Jamie Oliver just soared to the top of my celebrity chef chart. Last month he was honored as winner of the 2010 TED Prize, awarded each year to an exceptional individual with a wish to change the world. His wish? To teach every child about food.
At the Ted Talk, Jamie stressed the need for food education in this country to set an example for the rest of the world in conquering the obesity epidemic. Two-thirds of the U.S. population is overweight or obese. Our main causes of death are related to diet and make up ten percent of health care costs today. In ten years, costs are expected to double to 20 percent- a staggering 300 billion dollars a year just on diet-related diseases. And it's all preventable.
Jamie humbly introduced himself as not a doctor, but a chef. He shared experiences from his visit to West Virginia, home of our country's largest percentage of obesity. During a school visit, children could not recognize basic vegetables, including cauliflower and tomatoes. Most schools actually promote fast food by limiting cutlery and serving quick, hand-held meals loaded with sugar and fat additives, which lead to addiction. (Anyone with a sweet tooth, I know you know.)
I never realized the severity of the situation until I moved to New York. I spent most of last year teaching cooking and nutrition to kids in the south Bronx, most of whom rely on school for their main meal each day.
You don't have to be a teacher in New York to see the destruction of unbalanced diets a million times a day. Watching teenage mothers feed their children Cheetos and candy on the subway makes me feel helpless because I can't say anything. Two-year-olds who eat McDonald's have no idea how much harm the parent is inflicting.

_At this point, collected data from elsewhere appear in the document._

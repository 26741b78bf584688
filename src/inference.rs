//! Inference backend abstraction
//!
//! The segmentation network is an opaque function from a normalized
//! `1x3x320x320` tensor to a `1x1x320x320` saliency map. Everything the
//! pipeline needs from it goes through [`InferenceBackend`].

use crate::{config::InferenceConfig, error::Result};
use ndarray::Array4;

// Use instant crate for cross-platform time compatibility
use instant::Duration;

/// Trait for inference backends
pub trait InferenceBackend: Send {
    /// Initialize the backend with the given configuration
    ///
    /// Returns the model load time, or `None` when already initialized.
    ///
    /// # Errors
    /// - Backend initialization failures
    /// - Model loading or validation errors
    fn initialize(&mut self, config: &InferenceConfig) -> Result<Option<Duration>>;

    /// Run inference on the input tensor
    ///
    /// # Errors
    /// - Backend not initialized
    /// - Model inference failures
    /// - Tensor conversion errors
    fn infer(&mut self, input: &Array4<f32>) -> Result<Array4<f32>>;

    /// Get the expected input shape for this backend
    fn input_shape(&self) -> (usize, usize, usize, usize);

    /// Get the expected output shape for this backend
    fn output_shape(&self) -> (usize, usize, usize, usize);

    /// Get preprocessing configuration for this backend
    ///
    /// # Errors
    /// - Model manager not available
    fn get_preprocessing_config(&self) -> Result<crate::models::PreprocessingConfig>;

    /// Get model information for this backend
    ///
    /// # Errors
    /// - Model manager not available
    /// - Model metadata unavailable
    fn get_model_info(&self) -> Result<crate::models::ModelInfo>;

    /// Check if backend is initialized
    fn is_initialized(&self) -> bool;
}

#[cfg(test)]
mod tests {
    use super::*;
    use crate::backends::test_utils::MockBackend;

    #[test]
    fn test_backend_trait_object() {
        let mut backend: Box<dyn InferenceBackend> = Box::new(MockBackend::new());
        assert!(!backend.is_initialized());

        let load_time = backend.initialize(&InferenceConfig::default()).unwrap();
        assert!(load_time.is_some());
        assert!(backend.is_initialized());

        // Second initialization is a no-op
        assert!(backend.initialize(&InferenceConfig::default()).unwrap().is_none());
    }

    #[test]
    fn test_backend_shapes() {
        let backend = MockBackend::new();
        let input = backend.input_shape();
        let output = backend.output_shape();

        assert_eq!(input, (1, 3, 320, 320));
        assert_eq!(output, (1, 1, 320, 320));
    }

    #[test]
    fn test_backend_infer_requires_initialization() {
        let mut backend = MockBackend::new();
        let input = Array4::<f32>::zeros((1, 3, 320, 320));
        assert!(backend.infer(&input).is_err());

        backend.initialize(&InferenceConfig::default()).unwrap();
        let output = backend.infer(&input).unwrap();
        assert_eq!(output.shape(), &[1, 1, 320, 320]);
    }
}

Adding insult to injury is the misguided idea that fast food is affordable. Excuse me? A $5 minimum for each meal per person, which are designed to make you hungry again in an hour or two? So it's expensive in the long AND the short run? It's enough to make my blood boil.
What resonated with me about Jamie's presentation was his statement that children having poor nutrition is a form of child abuse. I could not agree more, and I love him for having the guts to say it. Children are growing up to be the first generation with a shorter life expectancy than their parents. Food diets are something you are taught- they become a habit. Kids don't have a choice what they are served, so when adults are being irresponsible on their behalf, what will that lead to for them?
Adults should know better, but they are also entitled to make poor choices, whether it's once in a while or, God forbid, every day. We can't expect children to know any differently, unless we teach them.
The truth is, though limited, kids do have a choice. I will never forget one of the third-grade girls tell me she didn't want to drink cow's milk because of all the hormones added to make the cow produce more milk. I applauded her for making an informed decision and we talked about other ways her body can get calcium and why it's important for bone growth.
If you have twenty minutes, I urge you to watch Jamie Oliver's presentation here. If time is crunched, at least skip ahead to 9:30, when he starts really getting to the meat of the issue and offers reasonable solutions to our nation's most damaging epidemic.
You are so right on. This has been one of my passions for years. The frustration at watching as people "starve" their children of nutrients and wholesome food, the school systems causing more problems than they solve with ritalin and other drugs. Check out thewellnessbitch.com. She is strident, but is saying the same thing.
ReplyDeleteYou could write a book. You are in a perfect position as a chef and as an educator. Get on TV, radio. Go, Sidney.
(Jay,from Kent's)--Strident, Thy name is Brooklyn Tart. Do the best you can to improve the world, but remember that stupidity and mistakes are the essence of human nature. If you get angry at them, instead of laugh at them, you'll drive yourself, and those around you, bananas.